### WHAT IS REQUIRED:
Work through the data line by line, gathering every line that has the word "join".

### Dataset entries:
· · ·
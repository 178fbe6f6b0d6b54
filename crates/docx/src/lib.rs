//! Word 文档文本提取
//!
//! 直接读取 OOXML 包：正文来自 `word/document.xml`，属性来自 `docProps/core.xml`。
//! 属性读取失败只会缺少对应字段，不影响提取。

mod body;
mod properties;

pub use body::{parse_body, Body};
pub use properties::{parse_core_properties, CoreProperties};

use docmask_core::{
    document::require_text, CoreError, DocumentExtractor, DocumentSource, ExtractionMetadata,
    ExtractionResult, CONTENT_TYPE_DOC, CONTENT_TYPE_DOCX,
};
use std::fs::File;
use std::io::{Cursor, Read, Seek};
use std::path::Path;
use thiserror::Error;
use zip::ZipArchive;

const DOCUMENT_PART: &str = "word/document.xml";
const CORE_PART: &str = "docProps/core.xml";

#[derive(Error, Debug)]
pub enum DocxError {
    #[error("无法打开文档包: {0}")]
    Package(#[from] zip::result::ZipError),

    #[error("XML 解析失败: {0}")]
    Xml(#[from] quick_xml::Error),

    #[error("IO 错误: {0}")]
    Io(#[from] std::io::Error),
}

impl From<DocxError> for CoreError {
    fn from(err: DocxError) -> Self {
        CoreError::ExtractionFailed(format!("Word文档提取失败: {}", err))
    }
}

/// Word 文档提取器
#[derive(Debug, Default, Clone, Copy)]
pub struct DocxExtractor;

impl DocumentExtractor for DocxExtractor {
    fn extract(&self, source: &DocumentSource) -> docmask_core::Result<ExtractionResult> {
        let (body, props) = open(source)?;

        let (content, paragraphs) = assemble(&body);
        log::info!(
            "[Docx] 提取完成: {} 段落, {} 表格, {} 字符",
            paragraphs,
            body.tables.len(),
            content.chars().count()
        );

        let content = require_text(&content, "Word文档").map_err(|e| {
            CoreError::ExtractionFailed(format!("Word文档提取失败: {}", e))
        })?;

        Ok(ExtractionResult {
            content,
            metadata: ExtractionMetadata {
                extraction_method: "docx".to_string(),
                paragraphs: Some(paragraphs),
                tables: Some(body.tables.len()),
                title: props.title,
                author: props.creator.clone(),
                creator: props.creator,
                creation_date: props.created,
                modified_date: props.modified,
                ..Default::default()
            },
        })
    }

    fn supported_content_types(&self) -> &'static [&'static str] {
        &[CONTENT_TYPE_DOCX, CONTENT_TYPE_DOC]
    }
}

fn open(source: &DocumentSource) -> Result<(Body, CoreProperties), DocxError> {
    match source {
        DocumentSource::Path(path) => read_package(ZipArchive::new(File::open(path)?)?),
        DocumentSource::Bytes(bytes) => {
            read_package(ZipArchive::new(Cursor::new(bytes.as_slice()))?)
        }
    }
}

fn read_package<R: Read + Seek>(
    mut archive: ZipArchive<R>,
) -> Result<(Body, CoreProperties), DocxError> {
    let xml = read_part(&mut archive, DOCUMENT_PART)?;
    let body = parse_body(&xml)?;

    let props = match read_part(&mut archive, CORE_PART) {
        Ok(xml) => parse_core_properties(&xml).unwrap_or_else(|e| {
            log::warn!("[Docx] 文档属性解析失败: {}", e);
            CoreProperties::default()
        }),
        Err(e) => {
            log::debug!("[Docx] 未读取到文档属性: {}", e);
            CoreProperties::default()
        }
    };

    Ok((body, props))
}

fn read_part<R: Read + Seek>(archive: &mut ZipArchive<R>, name: &str) -> Result<String, DocxError> {
    let mut part = archive.by_name(name)?;
    let mut xml = String::new();
    part.read_to_string(&mut xml)?;
    Ok(xml)
}

/// 拼接正文：非空段落后接空行，表格追加在所有段落之后
fn assemble(body: &Body) -> (String, usize) {
    let mut content = String::new();
    let mut paragraphs = 0;

    for text in &body.paragraphs {
        if text.trim().is_empty() {
            continue;
        }
        content.push_str(text);
        content.push_str("\n\n");
        paragraphs += 1;
    }

    if !body.tables.is_empty() {
        content.push_str("\n--- 表格内容 ---\n");
        for (index, table) in body.tables.iter().enumerate() {
            content.push_str(&format!("\n表格 {}:\n", index + 1));
            for row in table {
                content.push_str(&row.join(" | "));
                content.push('\n');
            }
            content.push('\n');
        }
    }

    (content, paragraphs)
}

/// 提取 Word 文件
pub fn extract(path: &Path) -> docmask_core::Result<ExtractionResult> {
    DocxExtractor.extract(&DocumentSource::Path(path.to_path_buf()))
}

#[cfg(test)]
mod tests {
    use super::*;
    use std::io::Write;
    use zip::write::SimpleFileOptions;

    const W_NS: &str = r#"xmlns:w="http://schemas.openxmlformats.org/wordprocessingml/2006/main""#;

    fn paragraph(text: &str) -> String {
        format!("<w:p><w:r><w:t>{}</w:t></w:r></w:p>", text)
    }

    fn build_docx(body: &str, core: Option<&str>) -> Vec<u8> {
        let mut writer = zip::ZipWriter::new(Cursor::new(Vec::new()));
        let options = SimpleFileOptions::default();

        writer.start_file(DOCUMENT_PART, options).unwrap();
        write!(
            writer,
            r#"<?xml version="1.0" encoding="UTF-8"?><w:document {}><w:body>{}</w:body></w:document>"#,
            W_NS, body
        )
        .unwrap();

        if let Some(core) = core {
            writer.start_file(CORE_PART, options).unwrap();
            writer.write_all(core.as_bytes()).unwrap();
        }

        writer.finish().unwrap().into_inner()
    }

    #[test]
    fn test_extract_paragraphs_and_tables() {
        let body = format!(
            "{}{}{}<w:tbl><w:tr><w:tc>{}</w:tc><w:tc>{}</w:tc></w:tr><w:tr><w:tc>{}</w:tc><w:tc>{}</w:tc></w:tr></w:tbl>",
            paragraph("原告：张三"),
            paragraph("   "),
            paragraph("电话：13812345678"),
            paragraph("姓名"),
            paragraph("邮箱"),
            paragraph("李四"),
            paragraph("abc@x.com"),
        );
        let core = r#"<cp:coreProperties xmlns:cp="cp" xmlns:dc="dc" xmlns:dcterms="dcterms"><dc:title>起诉状</dc:title><dc:creator>王五</dc:creator><dcterms:created>2023-03-01T08:00:00Z</dcterms:created></cp:coreProperties>"#;
        let bytes = build_docx(&body, Some(core));

        let result = DocxExtractor.extract(&DocumentSource::Bytes(bytes)).unwrap();

        assert_eq!(
            result.content,
            "原告：张三\n\n电话：13812345678\n\n\n--- 表格内容 ---\n\n表格 1:\n姓名 | 邮箱\n李四 | abc@x.com"
        );
        let metadata = result.metadata;
        assert_eq!(metadata.extraction_method, "docx");
        assert_eq!(metadata.paragraphs, Some(2));
        assert_eq!(metadata.tables, Some(1));
        assert_eq!(metadata.title.as_deref(), Some("起诉状"));
        assert_eq!(metadata.author.as_deref(), Some("王五"));
        assert_eq!(metadata.creator.as_deref(), Some("王五"));
        assert_eq!(
            metadata.creation_date.as_deref(),
            Some("2023-03-01T08:00:00+00:00")
        );
        assert_eq!(metadata.modified_date, None);
    }

    #[test]
    fn test_broken_properties_do_not_fail() {
        let bytes = build_docx(&paragraph("正文"), Some("<cp:coreProperties><dc:title>"));
        let result = DocxExtractor.extract(&DocumentSource::Bytes(bytes)).unwrap();
        assert_eq!(result.content, "正文");
        assert_eq!(result.metadata.title, None);
    }

    #[test]
    fn test_missing_properties_part() {
        let bytes = build_docx(&paragraph("正文"), None);
        let result = DocxExtractor.extract(&DocumentSource::Bytes(bytes)).unwrap();
        assert_eq!(result.metadata.paragraphs, Some(1));
        assert_eq!(result.metadata.author, None);
    }

    #[test]
    fn test_whitespace_document_fails() {
        let bytes = build_docx(&format!("{}<w:p/>", paragraph(" ")), None);
        let err = DocxExtractor
            .extract(&DocumentSource::Bytes(bytes))
            .unwrap_err();
        assert!(matches!(err, CoreError::ExtractionFailed(_)));
        assert!(err.to_string().starts_with("Word文档提取失败"));
    }

    #[test]
    fn test_legacy_binary_fails() {
        // OLE 复合文档头
        let bytes = vec![0xD0, 0xCF, 0x11, 0xE0, 0xA1, 0xB1, 0x1A, 0xE1, 0, 0, 0, 0];
        let err = DocxExtractor
            .extract(&DocumentSource::Bytes(bytes))
            .unwrap_err();
        assert!(matches!(err, CoreError::ExtractionFailed(_)));
    }

    #[test]
    fn test_extract_from_path() {
        let dir = tempfile::tempdir().unwrap();
        let path = dir.path().join("判决书.docx");
        std::fs::write(&path, build_docx(&paragraph("案号(2023)京01民初123号"), None)).unwrap();

        let result = extract(&path).unwrap();
        assert_eq!(result.content, "案号(2023)京01民初123号");
    }

    #[test]
    fn test_missing_file_fails() {
        let err = extract(Path::new("/nonexistent/docmask/a.docx")).unwrap_err();
        assert!(matches!(err, CoreError::ExtractionFailed(_)));
        assert!(err.to_string().contains("IO 错误"));
    }
}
· · ·
### THE ANSWER:
                content.push_str(&row.join(" | "));
        let path = dir.path().join("判决书.docx");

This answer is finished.